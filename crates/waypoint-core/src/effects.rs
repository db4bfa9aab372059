use std::cell::RefCell;
use std::rc::Rc;

/// A cleanup that runs at most once, however many clones call [`Dispose::run`].
#[derive(Clone)]
pub struct Dispose(Rc<RefCell<Option<Box<dyn FnOnce()>>>>);

impl Dispose {
    pub fn new(f: impl FnOnce() + 'static) -> Self {
        Self(Rc::new(RefCell::new(Some(Box::new(f)))))
    }

    pub fn run(&self) {
        let f = self.0.borrow_mut().take();
        if let Some(f) = f {
            f()
        }
    }
}

#[cfg(test)]
mod tests {
    use super::*;
    use std::cell::Cell;

    #[test]
    fn test_clones_share_one_cleanup() {
        let count = Rc::new(Cell::new(0));
        let c = count.clone();
        let guard = Dispose::new(move || c.set(c.get() + 1));
        let shared = guard.clone();
        guard.run();
        shared.run();
        guard.run();
        assert_eq!(count.get(), 1);
    }
}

★ ★ ★ ★

Search the entries for the word "RefCell", then gather every line that has it.

use std::cell::RefCell;
pub struct Dispose(Rc<RefCell<Option<Box<dyn FnOnce()>>>>);
        Self(Rc::new(RefCell::new(Some(Box::new(f)))))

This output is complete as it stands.